Each trial started with the presentation of a fixation cross for 1000 ms. Next, the target picture was displayed for a duration of 24 ms, followed by the presentation of a white screen with a fixation cross for 300 ms. The sound was presented in synchrony with the picture. In the bilateral presentation mode the distractor image (daffodil) was displayed in the hemifield opposite to the target picture (see Fig. 1A). After each presentation participants were asked to locate the sound (left vs right), by shifting the cursor to the relevant response box that was displayed on the screen (the selected answer was highlighted) and pressing the left mouse button. The response screen was presented until the answer was provided or up to a maximum of 5 s.

Figure 1
figure 1

Example trials for unilateral and bilateral presentations. In unilateral visual presentations the picture of daffodil was not shown. (A) Experiment 1—without visual masking. (B) Experiment 2—with forward–backward masking.

Experiment 1 consisted of two blocks: 320 trials with unilateral and 320 trials with bilateral image presentation. The order of the blocks was counterbalanced across subjects. The remaining factors/conditions were randomized across trials. In total the experiment included 80 trials per condition × 2 (spatially collocated vs. disparate) × 2 (semantically congruent vs. incongruent) × 2 (unilateral vs. bilateral picture presentation) = 640 trials.

Experiment 2

Experiment 2 had the same experimental design as experiment 1, but employed forward–backward masking to suppress participants’ awareness of the visual stimuli. The mask was a Mondrian consisting of rectangles filled with coloured, dynamically moving square gratings (similar as in22,56), which changed their colour and position randomly at a frequency of 10.6 Hz. Each grating’s texture was shifted every 11.8 ms (i.e. each frame of the monitor with 85 Hz refresh rate) to generate apparent motion.

Each trial started with the presentation of a fixation cross for 800 ms, followed by the presentation of the mask for 200 ms. Next the target image was displayed on the screen for 24 ms together with the synchronous sound. Immediately after the visual stimulus a second mask was presented for 300 ms.

After each presentation participants reported 1. the sound location and 2. the semantic category of the picture together with 3. a picture visibility rating (using 4 level Perceptual Awareness Scale42). Critically, participants reported visibility and semantic category at the same time (see Fig. 1B) using the mouse cursor (the selected box was highlighted).
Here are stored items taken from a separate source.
//! Tokenizer for arithmetic expressions.
//!
//! The lexer produces tokens on demand: the parser pulls one token at a time
//! with [`Lexer::next_token`]. Once the input is exhausted every further call
//! yields an `Eof` token, so a caller never has to special-case the end.
//!
//! ```
//! use abacus_core::lexer::{Lexer, TokenKind};
//!
//! let mut lexer = Lexer::new("12 + (3)");
//! let kinds: Vec<_> = lexer.by_ref().map(|t| t.unwrap().kind).collect();
//! assert_eq!(
//!     kinds,
//!     [
//!         TokenKind::Number,
//!         TokenKind::Plus,
//!         TokenKind::LParen,
//!         TokenKind::Number,
//!         TokenKind::RParen,
//!         TokenKind::Eof,
//!     ]
//! );
//! ```

mod token;


pub use token::{Token, TokenKind};

use logos::Logos;
use thiserror::Error;
use tracing::trace;

use crate::syntax::Span;
use token::RawToken;

/// A character that cannot start any token.
#[derive(Debug, Clone, PartialEq, Eq, Error)]
#[error("unrecognized character {character:?} at position {}", .span.start())]
pub struct LexError {
    pub character: char,
    /// Covers exactly the offending character.
    pub span: Span,
}

impl LexError {
    /// Byte offset of the offending character.
    pub fn position(&self) -> usize {
        self.span.start()
    }
}

/// Single-pass lexer over one line of input.
///
/// There is no reset: lexing another line means constructing a new `Lexer`.
pub struct Lexer<'src> {
    source: &'src str,
    scanner: logos::Lexer<'src, RawToken>,
    exhausted: bool,
    failed: bool,
}

impl<'src> Lexer<'src> {
    pub fn new(source: &'src str) -> Self {
        Self {
            source,
            scanner: RawToken::lexer(source),
            exhausted: false,
            failed: false,
        }
    }

    pub fn source(&self) -> &'src str {
        self.source
    }

    /// Returns the next token, or `Eof` once the input is exhausted.
    pub fn next_token(&mut self) -> Result<Token<'src>, LexError> {
        if self.exhausted {
            return Ok(Token::eof(self.source.len()));
        }

        let token = match self.scanner.next() {
            Some(Ok(raw)) => Token::new(
                raw.into(),
                self.scanner.slice(),
                self.scanner.span().into(),
            ),
            Some(Err(())) => {
                let start = self.scanner.span().start;
                let character = self.source[start..]
                    .chars()
                    .next()
                    .unwrap_or(char::REPLACEMENT_CHARACTER);
                let error = LexError {
                    character,
                    span: Span::new(start, start + character.len_utf8()),
                };
                trace!(%error, "lex error");
                return Err(error);
            }
            None => {
                self.exhausted = true;
                Token::eof(self.source.len())
            }
        };

        trace!(kind = ?token.kind, span = %token.span, "token");
        Ok(token)
    }
}

/// Iterates tokens up to and including the first `Eof`, or up to the first
/// error.
impl<'src> Iterator for Lexer<'src> {
    type Item = Result<Token<'src>, LexError>;

    fn next(&mut self) -> Option<Self::Item> {
        if self.failed {
            return None;
        }
        if self.exhausted {
            // Eof has already been handed out once.
            return None;
        }
        let item = self.next_token();
        if item.is_err() {
            self.failed = true;
        }
        Some(item)
    }
}
mod compiler;
mod error;

#[cfg(test)]
mod compiler_test;


pub use compiler::{DEFAULT_MAX_DEPTH, Parser};
pub use error::{CompileError, ParseError};

use crate::vm::Program;

/// Compiles `source` with the default nesting limit.
pub fn compile(source: &str) -> Result<Program, CompileError> {
    compile_with_max_depth(source, DEFAULT_MAX_DEPTH)
}

/// Compiles `source`, failing with [`ParseError::MaxDepthExceeded`] when
/// parentheses nest deeper than `max_depth`.
pub fn compile_with_max_depth(source: &str, max_depth: usize) -> Result<Program, CompileError> {
    Parser::new(source, max_depth)?.compile()
}
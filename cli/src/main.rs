use abacus::{CompilationOptions, Engine, EngineOptions, Error, render_error};
use clap::Parser;
use miette::{IntoDiagnostic, Result};
use std::io::Write;
use tracing::debug;

/// Abacus - compile an arithmetic expression to stack bytecode and run it
#[derive(Parser, Debug)]
#[command(name = "abacus")]
#[command(about = "Evaluate integer arithmetic expressions", long_about = None)]
struct Args {
    /// Print the compiled bytecode before the result
    #[arg(long)]
    bytecode: bool,

    /// Maximum parenthesis nesting depth
    #[arg(long, default_value_t = CompilationOptions::default().max_depth)]
    max_depth: usize,

    /// Expression to evaluate, e.g. "(3 + 4) * 2"
    #[arg(allow_hyphen_values = true)]
    expression: String,
}

/// Compiles `input`, optionally lists the program, then runs it.
///
/// The listing is written before execution, so it is shown even when the
/// program fails at runtime.
fn interpret_input(
    engine: &Engine,
    input: &str,
    bytecode: bool,
    out: &mut dyn Write,
) -> std::result::Result<i64, Error> {
    let program = engine.compile(input)?;
    if bytecode {
        writeln!(out, "{}", program).ok();
    }
    let value = engine.run(&program)?;
    writeln!(out, "Result: {}", value).ok();
    Ok(value)
}

fn main() -> Result<()> {
    let args = Args::parse();

    // Initialize logging subscriber
    use tracing_subscriber::{EnvFilter, fmt};

    // Use RUST_LOG environment variable to control log level
    // Default to WARN if not set
    let filter = EnvFilter::try_from_default_env()
        .or_else(|_| EnvFilter::try_new("warn"))
        .into_diagnostic()?;

    fmt()
        .with_env_filter(filter)
        .with_writer(std::io::stderr)
        .with_target(false)
        .init();

    let engine = Engine::new(EngineOptions {
        compilation: CompilationOptions {
            max_depth: args.max_depth,
        },
    });
    debug!(max_depth = args.max_depth, "engine ready");

    let mut stdout = std::io::stdout().lock();
    if let Err(e) = interpret_input(&engine, &args.expression, args.bytecode, &mut stdout) {
        render_error(&args.expression, &e);
        std::process::exit(1);
    }
    Ok(())
}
They confirmed their selection by pressing the left mouse button. The response screen was presented until the answer was provided or up to a maximum of 5 s (measured from the onset of sound localization screen).
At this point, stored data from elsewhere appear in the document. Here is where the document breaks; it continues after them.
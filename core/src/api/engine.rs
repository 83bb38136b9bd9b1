//! The abacus compilation and execution engine.

use tracing::debug;

use super::{EngineOptions, Error};
use crate::{
    parser,
    vm::{self, Program},
};

/// A compiled program together with the value it evaluated to.
#[derive(Debug, Clone, PartialEq, Eq)]
pub struct Evaluation {
    pub program: Program,
    pub value: i64,
}

/// Compiles and runs arithmetic expressions.
///
/// The engine holds configuration only. Every call builds its own lexer,
/// parser and VM, so one engine can be shared freely across threads.
///
/// # Example
///
/// ```
/// use abacus_core::api::{Engine, EngineOptions};
///
/// let engine = Engine::new(EngineOptions::default());
/// let evaluation = engine.evaluate("(3 + 4) * 2").unwrap();
/// assert_eq!(evaluation.value, 14);
/// assert_eq!(evaluation.program.to_string(), "PUSH 3\nPUSH 4\nADD\nPUSH 2\nMUL");
/// ```
#[derive(Debug, Clone, Default)]
pub struct Engine {
    options: EngineOptions,
}

impl Engine {
    pub fn new(options: EngineOptions) -> Self {
        Self { options }
    }

    pub fn options(&self) -> &EngineOptions {
        &self.options
    }

    /// Compile `source` into a program.
    pub fn compile(&self, source: &str) -> Result<Program, Error> {
        let program =
            parser::compile_with_max_depth(source, self.options.compilation.max_depth)?;
        Ok(program)
    }

    /// Execute a program produced by [`Engine::compile`] or decoded from bytes.
    pub fn run(&self, program: &Program) -> Result<i64, Error> {
        Ok(vm::execute(program)?)
    }

    /// Compile and run `source`, returning both the program and its value.
    pub fn evaluate(&self, source: &str) -> Result<Evaluation, Error> {
        let program = self.compile(source)?;
        let value = self.run(&program)?;
        debug!(value, "evaluated");
        Ok(Evaluation { program, value })
    }
}

/// Compile and run `source` with default options.
pub fn evaluate(source: &str) -> Result<Evaluation, Error> {
    Engine::default().evaluate(source)
}
//! Instruction set of the stack machine.
//!
//! Programs are straight-line: there are no jumps, so every instruction runs
//! exactly once, in order.
//!
//! # Stack Discipline
//!
//! Stack effect notation: `[..., left, right] -> [..., result]`

use core::fmt;

use serde::{Deserialize, Serialize};

use crate::syntax::BinaryOp;

/// A single VM instruction.
#[derive(Clone, Copy, PartialEq, Eq, Hash, Serialize, Deserialize)]
pub enum Instruction {
    /// Push an integer literal.
    /// Stack: [...] -> [..., value]
    Push(i64),

    /// Stack: [..., a, b] -> [..., a + b]
    Add,

    /// Stack: [..., a, b] -> [..., a - b]
    Sub,

    /// Stack: [..., a, b] -> [..., a * b]
    Mul,

    /// Integer division, truncating toward zero. Errors when `b == 0`.
    /// Stack: [..., a, b] -> [..., a / b]
    Div,
}

impl Instruction {
    pub const fn binary(op: BinaryOp) -> Self {
        match op {
            BinaryOp::Add => Instruction::Add,
            BinaryOp::Sub => Instruction::Sub,
            BinaryOp::Mul => Instruction::Mul,
            BinaryOp::Div => Instruction::Div,
        }
    }

    pub const fn binary_op(&self) -> Option<BinaryOp> {
        match self {
            Instruction::Push(_) => None,
            Instruction::Add => Some(BinaryOp::Add),
            Instruction::Sub => Some(BinaryOp::Sub),
            Instruction::Mul => Some(BinaryOp::Mul),
            Instruction::Div => Some(BinaryOp::Div),
        }
    }

    pub const fn mnemonic(&self) -> &'static str {
        match self {
            Instruction::Push(_) => "PUSH",
            Instruction::Add => "ADD",
            Instruction::Sub => "SUB",
            Instruction::Mul => "MUL",
            Instruction::Div => "DIV",
        }
    }

    /// Net change in stack depth after this instruction runs.
    pub const fn stack_effect(&self) -> isize {
        match self {
            Instruction::Push(_) => 1,
            Instruction::Add | Instruction::Sub | Instruction::Mul | Instruction::Div => -1,
        }
    }
}

impl fmt::Display for Instruction {
    fn fmt(&self, f: &mut fmt::Formatter<'_>) -> fmt::Result {
        match self {
            Instruction::Push(value) => write!(f, "{} {}", self.mnemonic(), value),
            _ => f.write_str(self.mnemonic()),
        }
    }
}

impl fmt::Debug for Instruction {
    fn fmt(&self, f: &mut fmt::Formatter<'_>) -> fmt::Result {
        fmt::Display::fmt(self, f)
    }
}
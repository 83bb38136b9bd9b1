#![allow(dead_code, unused_macros)]

use once_cell::sync::Lazy;

/// Declares an end-to-end test that compiles and runs `input`.
///
/// Successful cases give the expected `value` and optionally the expected
/// `bytecode` listing; failing cases give a pattern over `abacus::Error`.
macro_rules! test_case {
    (
        name: $name:ident,
        input: $input:expr,
        $(bytecode: $bytecode:expr,)?
        value: $value:expr $(,)?
    ) => {
        #[test]
        fn $name() {
            let input = $input;
            let evaluation = abacus::evaluate(input)
                .unwrap_or_else(|e| panic!("Failed to evaluate {:?}: {}", input, e));
            $(
                pretty_assertions::assert_eq!(
                    evaluation.program.to_string(),
                    $bytecode,
                    "bytecode for {:?}",
                    input
                );
            )?
            assert_eq!(evaluation.value, $value, "value of {:?}", input);
        }
    };
    (
        name: $name:ident,
        input: $input:expr,
        error: $error:pat $(,)?
    ) => {
        #[test]
        fn $name() {
            let input = $input;
            match abacus::evaluate(input) {
                Err($error) => {}
                other => panic!(
                    "Expected {} for {:?}, got {:?}",
                    stringify!($error),
                    input,
                    other
                ),
            }
        }
    };
}

pub struct Scenario {
    pub name: &'static str,
    pub input: &'static str,
    pub expected: Result<i64, &'static str>,
}

/// Reference inputs with their value or the diagnostic code they fail with.
pub static SCENARIOS: Lazy<Vec<Scenario>> = Lazy::new(|| {
    vec![
        Scenario {
            name: "precedence",
            input: "3 + 4 * 2",
            expected: Ok(11),
        },
        Scenario {
            name: "grouping",
            input: "(3 + 4) * 2",
            expected: Ok(14),
        },
        Scenario {
            name: "truncating_division",
            input: "10 / 3",
            expected: Ok(3),
        },
        Scenario {
            name: "left_associative_subtraction",
            input: "10 - 4 - 3",
            expected: Ok(3),
        },
        Scenario {
            name: "unclosed_parenthesis",
            input: "2 + (3",
            expected: Err("P002"),
        },
        Scenario {
            name: "juxtaposed_numbers",
            input: "2 3",
            expected: Err("P003"),
        },
        Scenario {
            name: "empty_input",
            input: "",
            expected: Err("P001"),
        },
        Scenario {
            name: "division_by_zero",
            input: "10 / 0",
            expected: Err("R001"),
        },
        Scenario {
            name: "unknown_character",
            input: "2 & 3",
            expected: Err("L001"),
        },
        Scenario {
            name: "literal_too_large",
            input: "99999999999999999999",
            expected: Err("P004"),
        },
    ]
});
use core::fmt;

/// Evaluation stack for one VM run.
///
/// The maximum size comes from [`Program::max_stack_size`] and is only
/// enforced in debug builds, where exceeding it means the compiler's depth
/// accounting is wrong.
///
/// [`Program::max_stack_size`]: crate::vm::Program::max_stack_size
pub(crate) struct Stack<T> {
    items: Vec<T>,
    max_size: usize,
}

impl<T> Stack<T> {
    /// Creates an empty stack that will hold at most `max_size` values.
    ///
    /// Pre-allocates up to 256 slots so deep programs don't reserve
    /// everything upfront.
    pub fn new(max_size: usize) -> Self {
        Self {
            items: Vec::with_capacity(max_size.min(256)),
            max_size,
        }
    }

    #[inline]
    pub fn push(&mut self, value: T) {
        debug_assert!(
            self.items.len() < self.max_size,
            "Stack overflow: attempted to push beyond maximum size of {}",
            self.max_size
        );
        self.items.push(value);
    }

    /// Removes the top value, or `None` on underflow.
    #[inline]
    pub fn pop(&mut self) -> Option<T> {
        self.items.pop()
    }

    /// Pops `(left, right)` operands of a binary operation.
    ///
    /// The right operand is on top. On underflow nothing is removed.
    #[inline]
    pub fn pop_pair(&mut self) -> Option<(T, T)> {
        if self.items.len() < 2 {
            return None;
        }
        let right = self.items.pop()?;
        let left = self.items.pop()?;
        Some((left, right))
    }

    #[inline]
    pub fn peek(&self) -> Option<&T> {
        self.items.last()
    }

    #[inline]
    pub fn len(&self) -> usize {
        self.items.len()
    }

    #[inline]
    pub fn is_empty(&self) -> bool {
        self.items.is_empty()
    }
}

impl<T: fmt::Debug> fmt::Debug for Stack<T> {
    fn fmt(&self, f: &mut fmt::Formatter<'_>) -> fmt::Result {
        f.debug_list().entries(self.items.iter()).finish()
    }
}
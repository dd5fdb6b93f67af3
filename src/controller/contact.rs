//! Contact descriptors and per-tick contact bookkeeping.

use bevy::prelude::*;

use crate::geometry::slope_angle;
use crate::query::{PlatformLookup, RayHit, SurfaceTag};

/// A single probe hit, described for whoever observes the controller.
#[derive(Debug, Clone, Copy, PartialEq)]
pub struct Contact {
    pub body: Entity,
    pub point: Vec2,
    pub normal: Vec2,
    /// Signed slope of the touched surface in degrees.
    pub slope: f32,
    pub surface: SurfaceTag,
}

impl Contact {
    pub fn from_hit<P: PlatformLookup + ?Sized>(hit: &RayHit, platforms: &P) -> Self {
        let surface = platforms
            .platform(hit.body)
            .map(|platform| platform.surface)
            .unwrap_or_default();
        Self {
            body: hit.body,
            point: hit.point,
            normal: hit.normal,
            slope: slope_angle(hit.normal),
            surface,
        }
    }
}

/// Contacts gathered during one tick.
///
/// `surface` holds what the actor moves along (ground under it, the floor or
/// ceiling met by the vertical pass, platforms). `obstruction` holds what
/// blocks it (walls met by the horizontal sweep, slopes too steep to stand on).
#[derive(Debug, Clone, Copy, Default, PartialEq)]
pub struct TickContacts {
    pub surface: Option<Contact>,
    pub obstruction: Option<Contact>,
}

impl TickContacts {
    pub(crate) fn record_surface(&mut self, contact: Contact) {
        self.surface = Some(contact);
    }

    /// Keeps an existing surface contact.
    pub(crate) fn offer_surface(&mut self, contact: Contact) {
        self.surface.get_or_insert(contact);
    }

    pub(crate) fn record_obstruction(&mut self, contact: Contact) {
        self.obstruction = Some(contact);
    }

    pub(crate) fn offer_obstruction(&mut self, contact: Contact) {
        self.obstruction.get_or_insert(contact);
    }

    pub fn is_empty(&self) -> bool {
        self.surface.is_none() && self.obstruction.is_none()
    }

    /// Surface then obstruction; a single `None` when nothing was touched.
    pub fn notifications(&self) -> Vec<Option<Contact>> {
        if self.is_empty() {
            return vec![None];
        }
        [self.surface, self.obstruction]
            .into_iter()
            .flatten()
            .map(Some)
            .collect()
    }

    pub fn deliver<O: ContactObserver + ?Sized>(&self, observer: &mut O) {
        for contact in self.notifications() {
            observer.on_contact(contact.as_ref());
        }
    }
}

/// Receives the contact notifications of each tick.
///
/// `None` means the actor touched nothing, so per-contact side effects can be reset.
pub trait ContactObserver {
    fn on_contact(&mut self, contact: Option<&Contact>);
}

impl<F> ContactObserver for F
where
    F: FnMut(Option<&Contact>),
{
    fn on_contact(&mut self, contact: Option<&Contact>) {
        self(contact)
    }
}

/// Observer that keeps every notification in order.
#[derive(Debug, Clone, Default, PartialEq)]
pub struct ContactLog(pub Vec<Option<Contact>>);

impl ContactObserver for ContactLog {
    fn on_contact(&mut self, contact: Option<&Contact>) {
        self.0.push(contact.copied());
    }
}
Experiment 2 consisted of two blocks: 640 trials with unilateral and 640 trials with bilateral image presentation. The order of the blocks was counterbalanced across subjects. The remaining factors/conditions were randomized across trials. In total the experiment included 160 trials per condition × 2 (spatially collocated vs. disparate) × 2 (semantically congruent vs. incongruent) × 2 (unilateral vs. bilateral picture presentation) = 1280 trials.

Prior to the experiment subjects performed a practice session consisting of 5 unmasked visual trials, on which they were asked to identify the picture. If accuracy was lower than 100%, the practice session was repeated. This was to familiarise subjects with the combined task of reporting semantic category and rating picture visibility.

Data analysis

The descriptive statistics for sound localization accuracy, picture identification accuracy and visibility ratings for each participant and condition were computed in MATLAB R2016b (Mathworks, Natick, Massachusetts). We report the number of trials for each condition (across subjects’ mean ± SD) in supplementary tables S5 and S6.

Generalized linear (GLMM) and cumulative link mixed (CLMM) models were fitted using lme457 and ordinal58 packages in R version 3.6.359. For each GLMM/CLMM we first defined the random effects for each model. We assessed models including from none to up to three random effects: subject identity, picture type (e.g. dog, bird) and sound type. Model selection was based on the Akaike Information Criterion. Random effects selected for each model are specified in the sections below. R code for the fitted models is available in the OSF repository. Simple main effects for hypothesis driven interactions were computed using emmeans package in R. Following reviewers’ and the editor’s suggestions, we report original p-values and p-values adjusted for all possible main effects and interactions in each GLMM. Additional exploratory analyses of all contrasts are reported with Benjamini–Hochberg correction for multiple comparisons in the supplementary material S1.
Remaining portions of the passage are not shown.